Task prompt:
State how many lines of the entries include the string "assert", please, leaving out everything but the number.

Extracted information:
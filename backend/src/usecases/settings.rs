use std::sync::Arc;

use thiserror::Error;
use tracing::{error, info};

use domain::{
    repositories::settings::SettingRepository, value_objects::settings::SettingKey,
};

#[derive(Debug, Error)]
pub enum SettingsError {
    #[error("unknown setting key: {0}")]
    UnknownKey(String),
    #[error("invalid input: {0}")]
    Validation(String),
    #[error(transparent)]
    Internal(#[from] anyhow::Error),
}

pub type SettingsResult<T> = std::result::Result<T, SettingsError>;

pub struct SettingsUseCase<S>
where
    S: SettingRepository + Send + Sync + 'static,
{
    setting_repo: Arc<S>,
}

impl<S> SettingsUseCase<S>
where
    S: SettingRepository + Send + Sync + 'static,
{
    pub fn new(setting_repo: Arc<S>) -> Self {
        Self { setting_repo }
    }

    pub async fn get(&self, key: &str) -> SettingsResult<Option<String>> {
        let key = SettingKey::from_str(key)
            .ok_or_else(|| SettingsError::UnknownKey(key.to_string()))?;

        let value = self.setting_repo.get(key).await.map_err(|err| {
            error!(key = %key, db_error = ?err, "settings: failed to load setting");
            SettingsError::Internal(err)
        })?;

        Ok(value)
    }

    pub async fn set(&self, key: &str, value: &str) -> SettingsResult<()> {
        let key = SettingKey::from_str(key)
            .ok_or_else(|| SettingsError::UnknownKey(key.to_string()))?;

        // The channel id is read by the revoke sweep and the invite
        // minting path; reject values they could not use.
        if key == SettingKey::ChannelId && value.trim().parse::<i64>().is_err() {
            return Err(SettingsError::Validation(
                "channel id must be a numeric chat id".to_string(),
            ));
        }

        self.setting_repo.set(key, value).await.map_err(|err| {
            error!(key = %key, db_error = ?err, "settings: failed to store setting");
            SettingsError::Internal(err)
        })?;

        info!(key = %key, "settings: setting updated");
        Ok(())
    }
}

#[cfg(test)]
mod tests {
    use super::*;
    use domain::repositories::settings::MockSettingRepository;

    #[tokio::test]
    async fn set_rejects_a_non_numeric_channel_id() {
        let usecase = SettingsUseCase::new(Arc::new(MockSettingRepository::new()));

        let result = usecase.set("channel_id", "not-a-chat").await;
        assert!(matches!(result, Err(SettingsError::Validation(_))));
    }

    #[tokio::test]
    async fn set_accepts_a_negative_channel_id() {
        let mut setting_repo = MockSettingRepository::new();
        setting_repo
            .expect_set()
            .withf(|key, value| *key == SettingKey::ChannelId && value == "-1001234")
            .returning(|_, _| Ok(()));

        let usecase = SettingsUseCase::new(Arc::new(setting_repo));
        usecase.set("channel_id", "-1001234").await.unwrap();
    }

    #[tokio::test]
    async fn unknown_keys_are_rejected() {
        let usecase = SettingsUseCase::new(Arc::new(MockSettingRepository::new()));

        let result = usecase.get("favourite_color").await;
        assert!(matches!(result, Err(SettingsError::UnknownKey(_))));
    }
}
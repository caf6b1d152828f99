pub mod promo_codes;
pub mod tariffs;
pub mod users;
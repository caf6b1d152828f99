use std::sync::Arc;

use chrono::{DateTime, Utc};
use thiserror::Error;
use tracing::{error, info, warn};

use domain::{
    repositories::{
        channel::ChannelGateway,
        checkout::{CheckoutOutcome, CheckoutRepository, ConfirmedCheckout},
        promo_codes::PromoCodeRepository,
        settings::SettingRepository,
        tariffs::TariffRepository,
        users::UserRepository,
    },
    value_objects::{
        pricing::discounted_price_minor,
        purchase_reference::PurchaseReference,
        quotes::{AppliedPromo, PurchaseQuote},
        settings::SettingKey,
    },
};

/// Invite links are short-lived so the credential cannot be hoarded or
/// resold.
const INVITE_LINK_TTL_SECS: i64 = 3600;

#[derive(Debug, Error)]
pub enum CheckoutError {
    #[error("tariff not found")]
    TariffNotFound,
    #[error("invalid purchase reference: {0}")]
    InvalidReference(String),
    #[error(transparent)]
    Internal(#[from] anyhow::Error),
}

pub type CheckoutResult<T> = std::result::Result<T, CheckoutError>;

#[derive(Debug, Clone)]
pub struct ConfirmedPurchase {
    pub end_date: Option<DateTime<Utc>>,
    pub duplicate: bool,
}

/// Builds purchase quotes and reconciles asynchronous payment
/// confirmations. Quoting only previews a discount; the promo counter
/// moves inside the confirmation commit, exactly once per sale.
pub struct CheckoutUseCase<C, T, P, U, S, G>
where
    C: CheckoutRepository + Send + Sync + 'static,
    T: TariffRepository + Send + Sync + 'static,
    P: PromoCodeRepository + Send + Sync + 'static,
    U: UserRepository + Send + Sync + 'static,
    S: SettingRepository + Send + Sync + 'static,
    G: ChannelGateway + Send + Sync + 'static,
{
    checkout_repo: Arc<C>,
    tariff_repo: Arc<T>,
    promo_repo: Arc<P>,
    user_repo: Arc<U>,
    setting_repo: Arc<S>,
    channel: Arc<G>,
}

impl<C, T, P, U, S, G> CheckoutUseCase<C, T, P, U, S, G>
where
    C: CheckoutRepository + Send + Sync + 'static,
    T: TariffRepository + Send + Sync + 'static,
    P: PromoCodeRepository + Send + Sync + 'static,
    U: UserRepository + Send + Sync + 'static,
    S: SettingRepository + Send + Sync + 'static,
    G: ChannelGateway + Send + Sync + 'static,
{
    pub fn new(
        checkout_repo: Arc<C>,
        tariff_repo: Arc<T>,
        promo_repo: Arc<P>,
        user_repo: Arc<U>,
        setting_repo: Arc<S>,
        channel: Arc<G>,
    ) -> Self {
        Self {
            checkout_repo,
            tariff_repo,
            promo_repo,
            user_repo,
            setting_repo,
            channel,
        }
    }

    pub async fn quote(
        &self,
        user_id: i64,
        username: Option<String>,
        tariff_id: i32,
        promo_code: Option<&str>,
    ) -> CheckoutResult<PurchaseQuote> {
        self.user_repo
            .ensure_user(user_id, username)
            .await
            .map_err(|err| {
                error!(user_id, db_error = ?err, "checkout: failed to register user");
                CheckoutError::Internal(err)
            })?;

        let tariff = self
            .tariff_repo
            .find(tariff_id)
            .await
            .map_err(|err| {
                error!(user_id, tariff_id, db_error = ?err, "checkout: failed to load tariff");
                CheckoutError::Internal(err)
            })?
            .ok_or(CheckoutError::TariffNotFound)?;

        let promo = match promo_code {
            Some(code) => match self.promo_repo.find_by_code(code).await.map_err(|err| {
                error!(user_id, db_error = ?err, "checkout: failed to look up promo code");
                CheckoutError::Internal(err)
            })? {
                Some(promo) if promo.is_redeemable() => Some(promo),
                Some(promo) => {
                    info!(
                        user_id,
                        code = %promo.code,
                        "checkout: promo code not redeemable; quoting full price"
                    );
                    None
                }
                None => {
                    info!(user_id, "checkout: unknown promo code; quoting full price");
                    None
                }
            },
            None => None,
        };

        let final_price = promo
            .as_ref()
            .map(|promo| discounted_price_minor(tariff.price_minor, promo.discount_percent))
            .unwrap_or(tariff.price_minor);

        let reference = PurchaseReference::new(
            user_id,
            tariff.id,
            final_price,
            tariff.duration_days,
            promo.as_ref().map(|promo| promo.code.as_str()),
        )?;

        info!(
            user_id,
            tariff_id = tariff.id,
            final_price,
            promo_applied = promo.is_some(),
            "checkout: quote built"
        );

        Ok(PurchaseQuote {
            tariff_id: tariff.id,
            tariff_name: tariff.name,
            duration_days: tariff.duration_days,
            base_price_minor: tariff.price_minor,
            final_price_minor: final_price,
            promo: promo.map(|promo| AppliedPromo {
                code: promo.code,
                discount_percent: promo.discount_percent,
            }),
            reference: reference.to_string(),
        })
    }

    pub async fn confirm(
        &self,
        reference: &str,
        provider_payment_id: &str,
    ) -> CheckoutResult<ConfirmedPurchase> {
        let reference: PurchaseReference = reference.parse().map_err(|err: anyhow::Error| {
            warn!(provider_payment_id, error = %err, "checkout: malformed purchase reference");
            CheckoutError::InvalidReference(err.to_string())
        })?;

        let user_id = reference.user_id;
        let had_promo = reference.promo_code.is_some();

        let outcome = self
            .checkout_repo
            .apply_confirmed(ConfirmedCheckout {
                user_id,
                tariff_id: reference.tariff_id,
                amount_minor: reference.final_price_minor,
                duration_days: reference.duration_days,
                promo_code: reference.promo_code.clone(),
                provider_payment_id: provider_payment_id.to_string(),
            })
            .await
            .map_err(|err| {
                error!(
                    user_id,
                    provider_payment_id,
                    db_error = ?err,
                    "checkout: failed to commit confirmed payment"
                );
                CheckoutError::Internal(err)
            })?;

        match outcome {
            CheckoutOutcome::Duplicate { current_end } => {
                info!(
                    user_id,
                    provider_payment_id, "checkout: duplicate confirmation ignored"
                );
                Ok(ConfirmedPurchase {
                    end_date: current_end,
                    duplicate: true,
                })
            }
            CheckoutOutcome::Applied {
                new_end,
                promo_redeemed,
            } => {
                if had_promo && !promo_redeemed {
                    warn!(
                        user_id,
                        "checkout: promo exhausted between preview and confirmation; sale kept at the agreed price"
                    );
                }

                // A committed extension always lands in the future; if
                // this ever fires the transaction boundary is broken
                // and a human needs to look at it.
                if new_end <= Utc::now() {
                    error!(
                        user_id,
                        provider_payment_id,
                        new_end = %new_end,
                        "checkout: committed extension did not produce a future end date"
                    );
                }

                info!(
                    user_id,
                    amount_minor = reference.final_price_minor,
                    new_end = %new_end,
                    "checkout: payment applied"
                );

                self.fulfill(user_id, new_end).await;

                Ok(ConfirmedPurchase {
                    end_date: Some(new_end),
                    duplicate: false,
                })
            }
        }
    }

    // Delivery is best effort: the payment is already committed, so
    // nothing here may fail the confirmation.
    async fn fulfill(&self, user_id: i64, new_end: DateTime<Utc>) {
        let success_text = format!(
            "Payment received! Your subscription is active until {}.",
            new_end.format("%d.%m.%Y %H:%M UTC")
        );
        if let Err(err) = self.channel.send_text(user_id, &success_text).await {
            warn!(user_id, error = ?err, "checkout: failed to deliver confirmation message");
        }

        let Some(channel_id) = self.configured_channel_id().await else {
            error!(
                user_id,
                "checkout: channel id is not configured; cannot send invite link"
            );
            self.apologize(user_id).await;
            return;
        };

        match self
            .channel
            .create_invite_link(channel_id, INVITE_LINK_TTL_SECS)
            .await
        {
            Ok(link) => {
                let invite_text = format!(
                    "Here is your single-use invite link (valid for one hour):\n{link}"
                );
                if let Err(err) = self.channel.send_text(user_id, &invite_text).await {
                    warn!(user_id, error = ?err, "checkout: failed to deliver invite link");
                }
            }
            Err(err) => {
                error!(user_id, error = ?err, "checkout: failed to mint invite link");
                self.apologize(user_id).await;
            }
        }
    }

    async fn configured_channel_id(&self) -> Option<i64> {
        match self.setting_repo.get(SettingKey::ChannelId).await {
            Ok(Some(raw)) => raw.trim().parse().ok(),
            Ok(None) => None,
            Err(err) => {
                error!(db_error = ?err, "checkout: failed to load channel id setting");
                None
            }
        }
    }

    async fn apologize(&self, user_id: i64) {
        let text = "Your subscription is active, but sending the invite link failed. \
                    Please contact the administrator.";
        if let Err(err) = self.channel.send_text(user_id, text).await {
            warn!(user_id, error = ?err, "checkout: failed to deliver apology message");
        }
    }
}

Exercise answer:
2